---------- Data extracts

use sqlx::SqlitePool;
use uuid::Uuid;

use crate::utils::utc_now;

/// Kind tag for project associations. The table can hold other kinds
/// later; everything in this store is keyed on this one.
const PROJECT_KIND: &str = "project";

/// Marketing entity types that can carry a project link.
#[derive(Debug, Clone, Copy, PartialEq, Eq)]
pub enum LinkTarget {
    Plan,
    Expense,
}

impl LinkTarget {
    pub fn as_str(self) -> &'static str {
        match self {
            LinkTarget::Plan => "plan",
            LinkTarget::Expense => "expense",
        }
    }
}

/// Look up the project linked to the given entity, if any.
pub async fn linked_project_id(
    pool: &SqlitePool,
    target: LinkTarget,
    entity_id: Uuid,
) -> Result<Option<Uuid>, sqlx::Error> {
    sqlx::query_scalar::<_, Uuid>(
        "SELECT linked_entity_id FROM marketing_entity_links WHERE marketing_entity_type = ? AND marketing_entity_id = ? AND linked_entity_kind = ?",
    )
    .bind(target.as_str())
    .bind(entity_id)
    .bind(PROJECT_KIND)
    .fetch_optional(pool)
    .await
}

/// All project links for one entity type, for decorating list responses
/// without a query per row.
pub async fn linked_project_ids(
    pool: &SqlitePool,
    target: LinkTarget,
) -> Result<Vec<(Uuid, Uuid)>, sqlx::Error> {
    sqlx::query_as::<_, (Uuid, Uuid)>(
        "SELECT marketing_entity_id, linked_entity_id FROM marketing_entity_links WHERE marketing_entity_type = ? AND linked_entity_kind = ?",
    )
    .bind(target.as_str())
    .bind(PROJECT_KIND)
    .fetch_all(pool)
    .await
}

/// Replace the project link for an entity. Any existing project link is
/// removed first; a fresh row is inserted when `project_id` is present.
/// Runs in one transaction so a concurrent reader never observes the
/// intermediate unlinked state.
pub async fn set_linked_project_id(
    pool: &SqlitePool,
    target: LinkTarget,
    entity_id: Uuid,
    project_id: Option<Uuid>,
) -> Result<(), sqlx::Error> {
    let mut tx = pool.begin().await?;

    sqlx::query(
        "DELETE FROM marketing_entity_links WHERE marketing_entity_type = ? AND marketing_entity_id = ? AND linked_entity_kind = ?",
    )
    .bind(target.as_str())
    .bind(entity_id)
    .bind(PROJECT_KIND)
    .execute(&mut *tx)
    .await?;

    if let Some(project_id) = project_id {
        let now = utc_now();
        sqlx::query(
            "INSERT INTO marketing_entity_links (id, marketing_entity_type, marketing_entity_id, linked_entity_kind, linked_entity_id, created_at, updated_at) VALUES (?, ?, ?, ?, ?, ?, ?)",
        )
        .bind(Uuid::new_v4())
        .bind(target.as_str())
        .bind(entity_id)
        .bind(PROJECT_KIND)
        .bind(project_id)
        .bind(now)
        .bind(now)
        .execute(&mut *tx)
        .await?;
    }

    tx.commit().await
}

/// Remove every link for an entity. Cleanup cascade run by delete
/// handlers; the linked entity lives in another subsystem, so there is no
/// database-level cascade.
pub async fn clear_links(
    pool: &SqlitePool,
    target: LinkTarget,
    entity_id: Uuid,
) -> Result<(), sqlx::Error> {
    sqlx::query(
        "DELETE FROM marketing_entity_links WHERE marketing_entity_type = ? AND marketing_entity_id = ?",
    )
    .bind(target.as_str())
    .bind(entity_id)
    .execute(pool)
    .await?;

    Ok(())
}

--------------------

§ Directions for this task: Exactly as written, copy out all the entries above.

§ Result of the exercise:
use sqlx::SqlitePool;
use uuid::Uuid;

use crate::utils::utc_now;

/// Kind tag for project associations. The table can hold other kinds
/// later; everything in this store is keyed on this one.
const PROJECT_KIND: &str = "project";

/// Marketing entity types that can carry a project link.
#[derive(Debug, Clone, Copy, PartialEq, Eq)]
pub enum LinkTarget {
    Plan,
    Expense,
}

impl LinkTarget {
    pub fn as_str(self) -> &'static str {
        match self {
            LinkTarget::Plan => "plan",
            LinkTarget::Expense => "expense",
        }
    }
}

/// Look up the project linked to the given entity, if any.
pub async fn linked_project_id(
    pool: &SqlitePool,
    target: LinkTarget,
    entity_id: Uuid,
) -> Result<Option<Uuid>, sqlx::Error> {
    sqlx::query_scalar::<_, Uuid>(
        "SELECT linked_entity_id FROM marketing_entity_links WHERE marketing_entity_type = ? AND marketing_entity_id = ? AND linked_entity_kind = ?",
    )
    .bind(target.as_str())
    .bind(entity_id)
    .bind(PROJECT_KIND)
    .fetch_optional(pool)
    .await
}

/// All project links for one entity type, for decorating list responses
/// without a query per row.
pub async fn linked_project_ids(
    pool: &SqlitePool,
    target: LinkTarget,
) -> Result<Vec<(Uuid, Uuid)>, sqlx::Error> {
    sqlx::query_as::<_, (Uuid, Uuid)>(
        "SELECT marketing_entity_id, linked_entity_id FROM marketing_entity_links WHERE marketing_entity_type = ? AND linked_entity_kind = ?",
    )
    .bind(target.as_str())
    .bind(PROJECT_KIND)
    .fetch_all(pool)
    .await
}

/// Replace the project link for an entity. Any existing project link is
/// removed first; a fresh row is inserted when `project_id` is present.
/// Runs in one transaction so a concurrent reader never observes the
/// intermediate unlinked state.
pub async fn set_linked_project_id(
    pool: &SqlitePool,
    target: LinkTarget,
    entity_id: Uuid,
    project_id: Option<Uuid>,
) -> Result<(), sqlx::Error> {
    let mut tx = pool.begin().await?;

    sqlx::query(
        "DELETE FROM marketing_entity_links WHERE marketing_entity_type = ? AND marketing_entity_id = ? AND linked_entity_kind = ?",
    )
    .bind(target.as_str())
    .bind(entity_id)
    .bind(PROJECT_KIND)
    .execute(&mut *tx)
    .await?;

    if let Some(project_id) = project_id {
        let now = utc_now();
        sqlx::query(
            "INSERT INTO marketing_entity_links (id, marketing_entity_type, marketing_entity_id, linked_entity_kind, linked_entity_id, created_at, updated_at) VALUES (?, ?, ?, ?, ?, ?, ?)",
        )
        .bind(Uuid::new_v4())
        .bind(target.as_str())
        .bind(entity_id)
        .bind(PROJECT_KIND)
        .bind(project_id)
        .bind(now)
        .bind(now)
        .execute(&mut *tx)
        .await?;
    }

    tx.commit().await
}

/// Remove every link for an entity. Cleanup cascade run by delete
/// handlers; the linked entity lives in another subsystem, so there is no
/// database-level cascade.
pub async fn clear_links(
    pool: &SqlitePool,
    target: LinkTarget,
    entity_id: Uuid,
) -> Result<(), sqlx::Error> {
    sqlx::query(
        "DELETE FROM marketing_entity_links WHERE marketing_entity_type = ? AND marketing_entity_id = ?",
    )
    .bind(target.as_str())
    .bind(entity_id)
    .execute(pool)
    .await?;

    Ok(())
}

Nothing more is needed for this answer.